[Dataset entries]

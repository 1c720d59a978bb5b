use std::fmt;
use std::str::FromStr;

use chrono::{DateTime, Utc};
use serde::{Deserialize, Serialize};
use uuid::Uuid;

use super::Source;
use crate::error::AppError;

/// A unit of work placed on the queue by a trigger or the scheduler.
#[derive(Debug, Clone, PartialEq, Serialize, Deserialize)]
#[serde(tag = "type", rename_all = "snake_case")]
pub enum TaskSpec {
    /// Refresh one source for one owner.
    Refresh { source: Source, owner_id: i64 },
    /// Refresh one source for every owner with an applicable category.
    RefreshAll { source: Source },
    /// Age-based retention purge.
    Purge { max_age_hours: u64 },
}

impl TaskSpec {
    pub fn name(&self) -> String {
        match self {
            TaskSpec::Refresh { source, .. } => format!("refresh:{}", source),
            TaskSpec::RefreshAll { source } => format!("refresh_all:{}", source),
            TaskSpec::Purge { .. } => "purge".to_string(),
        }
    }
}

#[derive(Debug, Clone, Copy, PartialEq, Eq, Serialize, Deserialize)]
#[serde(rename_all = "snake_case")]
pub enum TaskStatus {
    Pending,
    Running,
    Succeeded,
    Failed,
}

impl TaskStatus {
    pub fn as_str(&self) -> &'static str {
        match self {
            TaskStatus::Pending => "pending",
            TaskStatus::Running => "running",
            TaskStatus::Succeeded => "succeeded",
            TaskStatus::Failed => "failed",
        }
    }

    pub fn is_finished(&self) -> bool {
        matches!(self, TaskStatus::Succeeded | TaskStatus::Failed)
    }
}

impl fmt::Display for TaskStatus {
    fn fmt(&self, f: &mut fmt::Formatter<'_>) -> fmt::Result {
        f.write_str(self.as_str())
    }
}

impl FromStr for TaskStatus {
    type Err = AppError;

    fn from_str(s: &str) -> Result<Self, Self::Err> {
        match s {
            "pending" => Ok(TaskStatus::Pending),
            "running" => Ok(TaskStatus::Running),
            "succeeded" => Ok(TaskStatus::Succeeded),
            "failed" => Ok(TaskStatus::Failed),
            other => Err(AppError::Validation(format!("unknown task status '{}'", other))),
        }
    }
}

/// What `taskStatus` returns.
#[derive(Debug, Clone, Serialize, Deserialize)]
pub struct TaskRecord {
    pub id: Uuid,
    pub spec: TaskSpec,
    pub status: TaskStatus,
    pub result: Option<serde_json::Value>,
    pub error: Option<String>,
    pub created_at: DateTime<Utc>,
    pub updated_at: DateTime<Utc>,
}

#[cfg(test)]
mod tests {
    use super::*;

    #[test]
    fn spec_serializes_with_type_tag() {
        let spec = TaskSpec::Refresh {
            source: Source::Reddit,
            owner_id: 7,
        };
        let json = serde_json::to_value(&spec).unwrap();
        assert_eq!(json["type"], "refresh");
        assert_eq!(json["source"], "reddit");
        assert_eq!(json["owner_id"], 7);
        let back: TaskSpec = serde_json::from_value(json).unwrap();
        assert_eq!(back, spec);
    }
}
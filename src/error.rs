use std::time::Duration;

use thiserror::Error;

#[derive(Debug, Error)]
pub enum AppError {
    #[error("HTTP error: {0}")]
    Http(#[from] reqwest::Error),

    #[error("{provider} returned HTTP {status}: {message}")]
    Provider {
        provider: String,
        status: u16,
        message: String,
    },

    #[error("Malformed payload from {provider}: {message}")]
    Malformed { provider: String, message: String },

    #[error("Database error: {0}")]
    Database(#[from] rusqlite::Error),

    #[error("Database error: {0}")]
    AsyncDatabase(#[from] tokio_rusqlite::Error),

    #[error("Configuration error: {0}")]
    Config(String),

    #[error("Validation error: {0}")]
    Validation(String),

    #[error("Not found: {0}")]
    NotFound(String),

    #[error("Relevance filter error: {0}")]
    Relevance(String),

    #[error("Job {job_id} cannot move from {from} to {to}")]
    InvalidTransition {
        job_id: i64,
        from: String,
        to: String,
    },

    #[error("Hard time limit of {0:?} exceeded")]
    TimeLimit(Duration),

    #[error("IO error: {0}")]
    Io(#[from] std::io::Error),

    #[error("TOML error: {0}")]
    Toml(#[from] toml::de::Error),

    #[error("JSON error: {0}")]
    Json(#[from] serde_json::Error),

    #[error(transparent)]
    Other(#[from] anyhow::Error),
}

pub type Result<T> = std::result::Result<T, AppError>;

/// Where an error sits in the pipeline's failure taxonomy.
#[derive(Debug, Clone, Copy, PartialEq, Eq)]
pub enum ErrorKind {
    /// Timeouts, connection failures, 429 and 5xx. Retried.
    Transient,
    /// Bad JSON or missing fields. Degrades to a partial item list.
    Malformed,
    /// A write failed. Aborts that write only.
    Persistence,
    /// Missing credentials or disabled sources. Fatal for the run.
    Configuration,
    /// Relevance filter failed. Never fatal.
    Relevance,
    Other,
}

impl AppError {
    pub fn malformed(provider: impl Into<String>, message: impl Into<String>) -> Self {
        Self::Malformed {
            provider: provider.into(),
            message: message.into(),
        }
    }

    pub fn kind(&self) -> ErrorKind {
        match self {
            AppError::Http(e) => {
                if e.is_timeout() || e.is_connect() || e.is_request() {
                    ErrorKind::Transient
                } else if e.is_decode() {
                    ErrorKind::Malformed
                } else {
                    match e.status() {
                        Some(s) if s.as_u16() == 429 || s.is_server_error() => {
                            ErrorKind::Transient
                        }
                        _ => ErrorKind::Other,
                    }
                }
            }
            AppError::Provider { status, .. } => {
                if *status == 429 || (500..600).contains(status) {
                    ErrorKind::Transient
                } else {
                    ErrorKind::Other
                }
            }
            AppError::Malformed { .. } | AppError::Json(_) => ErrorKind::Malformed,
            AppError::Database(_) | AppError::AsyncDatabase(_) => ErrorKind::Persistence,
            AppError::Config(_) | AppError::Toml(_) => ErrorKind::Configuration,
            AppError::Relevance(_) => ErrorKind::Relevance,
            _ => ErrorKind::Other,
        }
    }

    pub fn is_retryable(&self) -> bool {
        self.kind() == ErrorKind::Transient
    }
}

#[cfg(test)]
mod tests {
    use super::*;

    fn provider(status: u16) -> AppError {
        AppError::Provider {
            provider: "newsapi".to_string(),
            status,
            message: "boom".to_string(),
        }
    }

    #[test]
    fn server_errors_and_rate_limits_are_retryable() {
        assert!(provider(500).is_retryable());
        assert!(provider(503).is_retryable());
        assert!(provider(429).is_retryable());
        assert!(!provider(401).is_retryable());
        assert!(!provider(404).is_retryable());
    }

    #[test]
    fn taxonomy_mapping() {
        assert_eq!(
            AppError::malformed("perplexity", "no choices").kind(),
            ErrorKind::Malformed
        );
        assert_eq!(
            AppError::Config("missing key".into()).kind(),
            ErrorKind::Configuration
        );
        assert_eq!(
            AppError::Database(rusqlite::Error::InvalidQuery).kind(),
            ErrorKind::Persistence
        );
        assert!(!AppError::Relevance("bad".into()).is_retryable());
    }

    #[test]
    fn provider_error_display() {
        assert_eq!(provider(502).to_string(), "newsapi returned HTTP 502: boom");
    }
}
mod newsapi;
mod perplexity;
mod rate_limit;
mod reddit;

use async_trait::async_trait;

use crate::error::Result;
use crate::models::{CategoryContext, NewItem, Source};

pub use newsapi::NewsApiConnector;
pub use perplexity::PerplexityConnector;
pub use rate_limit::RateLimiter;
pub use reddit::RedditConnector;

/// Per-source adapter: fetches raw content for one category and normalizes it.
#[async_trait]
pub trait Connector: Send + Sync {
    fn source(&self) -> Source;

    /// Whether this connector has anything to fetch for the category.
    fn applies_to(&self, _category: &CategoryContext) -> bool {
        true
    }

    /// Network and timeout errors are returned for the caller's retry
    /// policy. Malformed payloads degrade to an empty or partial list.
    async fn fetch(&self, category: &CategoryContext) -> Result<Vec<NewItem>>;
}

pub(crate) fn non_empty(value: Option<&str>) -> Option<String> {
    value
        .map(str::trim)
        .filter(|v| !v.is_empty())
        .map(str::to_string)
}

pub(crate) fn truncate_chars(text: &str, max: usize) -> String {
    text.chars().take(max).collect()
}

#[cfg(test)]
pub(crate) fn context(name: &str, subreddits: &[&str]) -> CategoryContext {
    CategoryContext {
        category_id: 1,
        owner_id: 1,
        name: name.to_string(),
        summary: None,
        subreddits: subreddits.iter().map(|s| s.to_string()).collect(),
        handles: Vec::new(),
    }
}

### Work instruction
Taking the records above as input, show every line in which the word "PartialEq" is present.

### The completed task
#[derive(Debug, Clone, PartialEq, Serialize, Deserialize)]
#[derive(Debug, Clone, Copy, PartialEq, Eq, Serialize, Deserialize)]
#[derive(Debug, Clone, Copy, PartialEq, Eq)]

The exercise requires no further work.